Representatives of the service for several weeks could not eliminate the threat and began actively work on a solution only after contacting Forbes journalist.
According to the researcher, his technique was built on bugs of services of authorization and import of contacts on Instagram. With its help, it was possible to collect real user names, data of their accounts, full phone numbers from disparate sources into a single database.
“At the first stage, the attacker needed to find the phone numbers to which real accounts are tied. To do this, he could put down various combinations of numbers in the Instagram authorization form – according to the results of the request on this page, you can understand whether there is one or another number in the service’s databases ”, – told Forbes information security experts.
The process could be easily automated by collecting more than 1,000 current phone numbers daily. Experts also clarify that when using bots running in parallel, this figure could increase almost to infinity.
Having lists of numbers on hand, an attacker could associate them with the corresponding accounts through the contact importing system.
“Instagram offers each new user to synchronize contacts to find friends who are already registered on the social network. If the service refers to this contact list, it is impossible to determine by the proposed list which number is associated with a particular account”, — ZHacker13 explained.

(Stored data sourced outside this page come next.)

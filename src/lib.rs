// =============================================================================
// Signal Scanner: multi-factor trade setup scoring for crypto markets
// =============================================================================

pub mod binance;
pub mod config;
pub mod error;
pub mod indicators;
pub mod market_data;
pub mod provider;
pub mod scanner;
pub mod scoring;
pub mod types;

pub use error::ScanError;
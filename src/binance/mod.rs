pub mod client;
pub mod rate_limit;

pub use client::{BinanceClient, TickerVolume};
pub use rate_limit::RateLimitTracker;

Instagram developers allow each user to send no more than three requests for account synchronization daily. The use of many bots allowed to bypass this limit, after which the only thing that limited the appetite of attackers was the available computing power. According to the calculations of ZHacker13, his method allowed collecting information from millions of users in an acceptable time frame and without significant costs.

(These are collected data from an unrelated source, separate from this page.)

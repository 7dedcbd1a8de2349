// =============================================================================
// Moving Average Convergence Divergence (MACD)
// =============================================================================
//
//   MACD   = EMA(fast) - EMA(slow)
//   signal = EMA(MACD, signal_period)
//
// The MACD line starts where the slow EMA becomes defined (close index
// `slow - 1`), so the signal line needs `slow + signal - 1` closes.
// =============================================================================

use serde::{Deserialize, Serialize};

use crate::indicators::ema::calculate_ema;

/// MACD line and its signal line at the last close.
#[derive(Debug, Clone, Copy, PartialEq, Serialize, Deserialize)]
pub struct MacdValue {
    pub macd: f64,
    pub signal: f64,
}

/// Compute the MACD line series, aligned to close index `slow - 1`.
///
/// Empty when `fast == 0`, `fast >= slow`, or there are fewer than `slow`
/// closes.
pub fn macd_line(closes: &[f64], fast: usize, slow: usize) -> Vec<f64> {
    if fast == 0 || fast >= slow {
        return Vec::new();
    }

    let fast_ema = calculate_ema(closes, fast);
    let slow_ema = calculate_ema(closes, slow);

    // fast_ema[i] is at close i + fast - 1, slow_ema[j] at close j + slow - 1.
    let offset = slow - fast;
    if fast_ema.len() <= offset {
        return Vec::new();
    }

    fast_ema[offset..]
        .iter()
        .zip(slow_ema.iter())
        .map(|(f, s)| f - s)
        .collect()
}

/// MACD and signal at the last close, or `None` if either is undefined there.
pub fn calculate_macd(
    closes: &[f64],
    fast: usize,
    slow: usize,
    signal_period: usize,
) -> Option<MacdValue> {
    if signal_period == 0 || closes.len() < slow + signal_period - 1 {
        return None;
    }

    let line = macd_line(closes, fast, slow);
    // A truncated line (non-finite input) does not reach the last close.
    if line.len() + slow != closes.len() + 1 {
        return None;
    }

    let signal = calculate_ema(&line, signal_period);
    if signal.len() + signal_period != line.len() + 1 {
        return None;
    }

    let value = MacdValue {
        macd: *line.last()?,
        signal: *signal.last()?,
    };
    (value.macd.is_finite() && value.signal.is_finite()).then_some(value)
}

In early August, the expert announced his finding to Facebook, which owns Instagram.
Facebook engineers said that they did not consider the opportunity to clarify whether a particular phone or email address was tied to any account. At the same time, the developers recognized that if the vulnerability allows finding out the contacts of a specific user, then it can be dangerous.
However, Facebook denied ZHacker13 in a reward as part of a bug search program. The company said that its own specialists had previously discovered the problem and are already working on a solution to it. When, after several weeks, the vulnerability remained relevant, the expert demonstrated its operability to Forbes columnist.

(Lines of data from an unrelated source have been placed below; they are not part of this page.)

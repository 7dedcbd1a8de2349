// =============================================================================
// Scanner Configuration: JSON settings with atomic save and env overrides
// =============================================================================
//
// Every field carries a serde default so that an older or partial config file
// still loads. Persistence uses a tmp + rename write so a crash never leaves a
// truncated file behind.
// =============================================================================

use std::path::Path;
use std::time::Duration;

use anyhow::{Context, Result};
use serde::{Deserialize, Serialize};
use tracing::{info, warn};

use crate::binance::client::{DEFAULT_BASE_URL, MAX_KLINES};
use crate::error::ScanError;
use crate::scoring::ScoringConfig;
use crate::types::Timeframe;

pub const DEFAULT_CONFIG_PATH: &str = "scanner_config.json";

// =============================================================================
// Default-value helpers
// =============================================================================

fn default_base_url() -> String {
    DEFAULT_BASE_URL.to_string()
}

fn default_request_timeout_secs() -> u64 {
    10
}

fn default_symbols() -> Vec<String> {
    vec![
        "BTCUSDT".to_string(),
        "ETHUSDT".to_string(),
        "BNBUSDT".to_string(),
        "SOLUSDT".to_string(),
        "ADAUSDT".to_string(),
        "XRPUSDT".to_string(),
    ]
}

fn default_quote_asset() -> String {
    "USDT".to_string()
}

fn default_top_n() -> usize {
    30
}

fn default_candle_limit() -> usize {
    300
}

fn default_order_book_depth() -> usize {
    10
}

fn default_weekly_candle_limit() -> usize {
    3
}

fn default_inter_symbol_delay_ms() -> u64 {
    100
}

fn default_refresh_interval_secs() -> u64 {
    60
}

fn default_max_concurrency() -> usize {
    1
}

/// Where the scan universe comes from.
#[derive(Debug, Clone, Copy, PartialEq, Eq, Default, Serialize, Deserialize)]
#[serde(rename_all = "snake_case")]
pub enum SymbolSource {
    /// The configured `symbols` list.
    Fixed,
    /// The most liquid `top_n` pairs against `quote_asset`.
    #[default]
    TopByVolume,
}

// =============================================================================
// ScannerConfig
// =============================================================================

#[derive(Debug, Clone, PartialEq, Serialize, Deserialize)]
pub struct ScannerConfig {
    // --- Exchange ------------------------------------------------------------

    #[serde(default = "default_base_url")]
    pub base_url: String,

    /// Secondary REST endpoint tried when a primary call fails.
    #[serde(default)]
    pub fallback_base_url: Option<String>,

    #[serde(default = "default_request_timeout_secs")]
    pub request_timeout_secs: u64,

    // --- Universe ------------------------------------------------------------

    #[serde(default)]
    pub symbol_source: SymbolSource,

    /// Scanned when `symbol_source` is `fixed`.
    #[serde(default = "default_symbols")]
    pub symbols: Vec<String>,

    #[serde(default = "default_quote_asset")]
    pub quote_asset: String,

    #[serde(default = "default_top_n")]
    pub top_n: usize,

    // --- Data ----------------------------------------------------------------

    #[serde(default)]
    pub timeframe: Timeframe,

    /// Candles requested per symbol. Must cover the scoring warm-up.
    #[serde(default = "default_candle_limit")]
    pub candle_limit: usize,

    /// Levels per side summed into the order book imbalance.
    #[serde(default = "default_order_book_depth")]
    pub order_book_depth: usize,

    #[serde(default = "default_weekly_candle_limit")]
    pub weekly_candle_limit: usize,

    /// Score on the last closed candle instead of the in-progress one.
    #[serde(default)]
    pub drop_open_candle: bool,

    // --- Pacing --------------------------------------------------------------

    /// Minimum spacing between two symbol starts.
    #[serde(default = "default_inter_symbol_delay_ms")]
    pub inter_symbol_delay_ms: u64,

    #[serde(default = "default_refresh_interval_secs")]
    pub refresh_interval_secs: u64,

    #[serde(default = "default_max_concurrency")]
    pub max_concurrency: usize,

    // --- Scoring -------------------------------------------------------------

    #[serde(default)]
    pub scoring: ScoringConfig,
}

impl Default for ScannerConfig {
    fn default() -> Self {
        Self {
            base_url: default_base_url(),
            fallback_base_url: None,
            request_timeout_secs: default_request_timeout_secs(),
            symbol_source: SymbolSource::default(),
            symbols: default_symbols(),
            quote_asset: default_quote_asset(),
            top_n: default_top_n(),
            timeframe: Timeframe::default(),
            candle_limit: default_candle_limit(),
            order_book_depth: default_order_book_depth(),
            weekly_candle_limit: default_weekly_candle_limit(),
            drop_open_candle: false,
            inter_symbol_delay_ms: default_inter_symbol_delay_ms(),
            refresh_interval_secs: default_refresh_interval_secs(),
            max_concurrency: default_max_concurrency(),
            scoring: ScoringConfig::default(),
        }
    }
}

impl ScannerConfig {
    /// Load configuration from a JSON file at `path`.
    ///
    /// A missing file is an error so the caller can fall back to defaults
    /// with a warning.
    pub fn load(path: impl AsRef<Path>) -> Result<Self> {
        let path = path.as_ref();

        let content = std::fs::read_to_string(path)
            .with_context(|| format!("failed to read scanner config from {}", path.display()))?;

        let config: Self = serde_json::from_str(&content)
            .with_context(|| format!("failed to parse scanner config from {}", path.display()))?;

        info!(
            path = %path.display(),
            symbol_source = ?config.symbol_source,
            timeframe = %config.timeframe,
            policy = ?config.scoring.policy,
            "scanner config loaded"
        );

        Ok(config)
    }

    /// Persist to `path` via a `.tmp` sibling and a rename.
    pub fn save(&self, path: impl AsRef<Path>) -> Result<()> {
        let path = path.as_ref();

        let content = serde_json::to_string_pretty(self)
            .context("failed to serialise scanner config to JSON")?;

        let tmp_path = path.with_extension("json.tmp");

        std::fs::write(&tmp_path, &content)
            .with_context(|| format!("failed to write tmp config to {}", tmp_path.display()))?;

        std::fs::rename(&tmp_path, path)
            .with_context(|| format!("failed to rename tmp config to {}", path.display()))?;

        info!(path = %path.display(), "scanner config saved (atomic)");
        Ok(())
    }

    /// Apply `SCANNER_SYMBOLS` and `SCANNER_TIMEFRAME` from the process
    /// environment.
    pub fn apply_env_overrides(&mut self) {
        self.apply_overrides(
            std::env::var("SCANNER_SYMBOLS").ok().as_deref(),
            std::env::var("SCANNER_TIMEFRAME").ok().as_deref(),
        );
    }

    /// A non-empty symbol list switches the universe to a fixed list. An
    /// unparseable timeframe is ignored with a warning.
    pub fn apply_overrides(&mut self, symbols: Option<&str>, timeframe: Option<&str>) {
        if let Some(raw) = symbols {
            let parsed: Vec<String> = raw
                .split(',')
                .map(|s| s.trim().to_uppercase())
                .filter(|s| !s.is_empty())
                .collect();
            if !parsed.is_empty() {
                info!(symbols = ?parsed, "symbol list overridden from environment");
                self.symbols = parsed;
                self.symbol_source = SymbolSource::Fixed;
            }
        }

        if let Some(raw) = timeframe {
            match raw.trim().parse::<Timeframe>() {
                Ok(tf) => self.timeframe = tf,
                Err(e) => warn!(value = raw, error = %e, "ignoring SCANNER_TIMEFRAME"),
            }
        }
    }

    pub fn request_timeout(&self) -> Duration {
        Duration::from_secs(self.request_timeout_secs)
    }

    pub fn inter_symbol_delay(&self) -> Duration {
        Duration::from_millis(self.inter_symbol_delay_ms)
    }

    pub fn refresh_interval(&self) -> Duration {
        Duration::from_secs(self.refresh_interval_secs)
    }

    /// Reject settings the scanner cannot run with.
    pub fn validate(&self) -> Result<(), ScanError> {
        self.scoring.validate()?;

        if self.base_url.trim().is_empty() {
            return Err(ScanError::config("base_url must not be empty"));
        }
        if self.request_timeout_secs == 0 {
            return Err(ScanError::config("request_timeout_secs must be positive"));
        }
        match self.symbol_source {
            SymbolSource::Fixed if self.symbols.is_empty() => {
                return Err(ScanError::config("symbols must not be empty for a fixed universe"));
            }
            SymbolSource::TopByVolume if self.top_n == 0 => {
                return Err(ScanError::config("top_n must be positive"));
            }
            SymbolSource::TopByVolume if self.quote_asset.trim().is_empty() => {
                return Err(ScanError::config("quote_asset must not be empty"));
            }
            _ => {}
        }

        let warmup = self.scoring.required_warmup();
        let needed = warmup + usize::from(self.drop_open_candle);
        if self.candle_limit < needed {
            return Err(ScanError::config(format!(
                "candle_limit {} is below the scoring warm-up of {needed} candles",
                self.candle_limit
            )));
        }
        if self.candle_limit > MAX_KLINES {
            return Err(ScanError::config(format!(
                "candle_limit {} exceeds the exchange maximum of {MAX_KLINES}",
                self.candle_limit
            )));
        }
        if self.order_book_depth == 0 {
            return Err(ScanError::config("order_book_depth must be positive"));
        }
        if self.weekly_candle_limit < 2 {
            return Err(ScanError::config("weekly_candle_limit must be at least 2"));
        }
        if self.refresh_interval_secs == 0 {
            return Err(ScanError::config("refresh_interval_secs must be positive"));
        }
        if self.max_concurrency == 0 {
            return Err(ScanError::config("max_concurrency must be positive"));
        }
        Ok(())
    }
}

After receiving a request from a journalist, Facebook staff reviewed their position on the payment of remuneration and asked to postpone the publication until the developers correct the error.
In Forbes pointed out that this incident indicates more serious risks than the vulnerability of a separate web service. In the future, can be expected new cyberattacks using custom phone numbers, as they are increasingly being used for authorization in applications and services.